>25 Things I’ve Learned in College (but not necessarily in class)

>I am using the term “college” here to mean the time period of the last four years as well as the circumstances surrounding being a college student.
By the way, if you tagged me for 25 things or 16 things or 38.2189 things…this is my belated response.

  1. For me, numbness is worse than fear or pain or hunger, because feeling those means I’m still alive. I can usually remember this in the midst of suffering…usually.
  2. I process the universe through written words. This means I learn best through reading and writing. I don’t retain well what I hear unless I read it or write it down simultaneously or soon after.
  3. Breakfast is my favorite meal. There have been days (more often than I care to admit) when I have eaten oatmeal or cereal for two out of three square meals a day.
  4. I have a pathological fear of confrontation that I am trying to overcome without becoming a pain in the ass.
  5. I am not nearly as good at multitasking as I imagine myself to be.
  6. Vacations should not be about cramming in as many activities into the space of twelve hours as possible. I learned this traveling with Liz to Cabo San Lucas and Atlanta.
  7. One of my worst habits of action is not putting things where they belong right when I am done using them.
  8. I have a rather severe teacher’s pet complex, which I have fortunately never acted on.
  9. “Mostly harmless” is not a good enough reason to do anything. Life is too short and offers too many choices not to think carefully and choose to do only the things that serve some distinct purpose.
  10. I wish I had kept up my study and practice of music during college. When I have my own place large enough to fit it, I will have my piano shipped to me.
  11. I am not God, but I often try to put myself in His place by judging or condemning myself and others. I am desperately trying to unlearn this tendency.
  12. Whether or not one gets a happy ending depends entirely on where one stops reading.
  13. I am extremely bad at choosing superlatives, so those ubiquitous web memes about your favorite this or that are extremely difficult for me. This is a symptom of my larger inability to make decisions. Unfortunately, I haven’t actually improved much in this area; I get around by avoiding new decisions as much as possible, which is not healthy, and I am trying to turn these things over to God more.
  14. Even though I usually dig in my heels when it comes to change, when things finally do change I can usually adjust pretty quickly to the new “normal.”
  15. I tend to be kind of nearsighted about life; I believe, mistakenly, that the way things are now is the way they have always been. Coupled with my tendency to revise my own history, this is not always wise, but fortunately I have my journals and friends to remind me about things I need to remember but would sometimes rather forget.
  16. Apparently my favorite number is 4. I tell people I am either 4 years old or 84, the average of which is…44.
  17. Even though (or perhaps because) I try to keep my life fairly well planned, I LOVE surprises. (Benign ones, at least.)
  18. I am much more people-oriented than I used to be. I attribute this directly to being part of a community that visibly and intentionally cares after one another.

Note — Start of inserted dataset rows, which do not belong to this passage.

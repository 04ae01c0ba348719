use tracing::debug;

use crate::model::{DocumentOutline, PageRecord, UNTITLED};

use super::normalize::normalize_punctuation;
use super::{OutlineParser, starts_with_lowercase};

const TITLE_PREFIX: &str = "# ";

/// Where the document title was found.
#[derive(Debug, Clone, Eq, PartialEq)]
pub struct TitleMatch {
    pub text: String,
    pub page_index: usize,
    pub line_index: usize,
}

impl OutlineParser {
    /// First top-level `# ` line of the document with a usable cleaned text.
    ///
    /// `##` and deeper prefixes or bold-only lines never qualify, even though they can be
    /// H1 entries of the outline.
    pub fn detect_title(&self, pages: &[PageRecord]) -> Option<TitleMatch> {
        for (page_index, page) in pages.iter().enumerate() {
            for (line_index, raw_line) in self.lines(&page.text).enumerate() {
                let line = normalize_punctuation(raw_line.trim());
                let Some(rest) = line.strip_prefix(TITLE_PREFIX) else {
                    continue;
                };

                let candidate = self.clean_heading_text(rest.trim());
                if candidate.is_empty() || starts_with_lowercase(&candidate) {
                    continue;
                }

                return Some(TitleMatch {
                    text: candidate,
                    page_index,
                    line_index,
                });
            }
        }

        None
    }

    pub fn build_outline(&self, pages: &[PageRecord]) -> DocumentOutline {
        let title = self.detect_title(pages);
        let mut outline = Vec::new();

        for (page_index, page) in pages.iter().enumerate() {
            let headings = self.extract_page_headings(&page.text, page_index);
            let markdown_count = headings.len();
            let mut merged = self.reconcile_toc(headings, &page.toc_items, page_index);
            let toc_count = merged.len() - markdown_count;

            // The title line is an H1 candidate too. It still dedups bookmarks that repeat
            // the title, and only then leaves the outline.
            if let Some(found) = title.as_ref().filter(|found| found.page_index == page_index) {
                let position = self.title_position(&page.text, found.line_index);
                if position < markdown_count {
                    merged.remove(position);
                }
            }

            debug!(
                page = page_index + 1,
                markdown_headings = markdown_count,
                toc_headings = toc_count,
                "page outline assembled"
            );
            outline.extend(merged);
        }

        DocumentOutline {
            title: title
                .map(|found| found.text)
                .unwrap_or_else(|| UNTITLED.to_string()),
            outline,
        }
    }

    /// Index of the title's own candidate among the page's Markdown headings.
    fn title_position(&self, page_text: &str, title_line: usize) -> usize {
        self.lines(page_text)
            .take(title_line)
            .filter(|line| self.classify_line(line, 1).is_some())
            .count()
    }
}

  19. I am very impressionable, to the point where I have trouble taking True/False tests because I think, “Well, if someone took the time to write this on a sheet of paper, it must be true!” For the most part I regard this as a good thing because it allows me to empathize better with people (see #18) but it can be also bad because I internalize other people’s [misguided] expectations and projected [negative] emotions very easily. I am slowly learning to let certain things roll off me more.
  20. I like hugs. The level of physical affection that I am willing to give or receive is directly correlated to my emotional state.
  21. I also really like making and giving things to people, whether it’s food or cards or letters or furry pink things. (One a side note, when I read Gary Chapman’s book about the five love languages, I almost got a little frustrated because I evince all of them toward various people. Then I realized this is a good thing.)
  22. I love analogies and object lessons and look for them in everything I experience.
  23. I tend to be very trusting of people in general and sometimes need to be clued in on “common sense” wariness. Paradoxically, I sometimes have trouble trusting specific people enough to let them fully into my life.
  24. Everyone has their own cross to bear. I am learning not to compare my trials with others’ and complain that someone else has it easier because they are most likely facing difficulties I simply cannot understand. I can help those whose difficulties I can understand, however, because I went through them myself. I used to grumble, “Why do I have to be hurt so that I can help others?” But the causality is quite the opposite: I can help because I was hurt but then healed.
  25. I used to think the world was all black and white, EITHER/OR, but I’m finding that God is really more a God of BOTH/AND, not in a self-contradictory way but like holding different things in opposite hands. (Chesterton explains this much better in Orthodoxy.) All my life I felt like a walking contradiction and thought something was wrong with me, but realizing this has helped me move toward wholeness.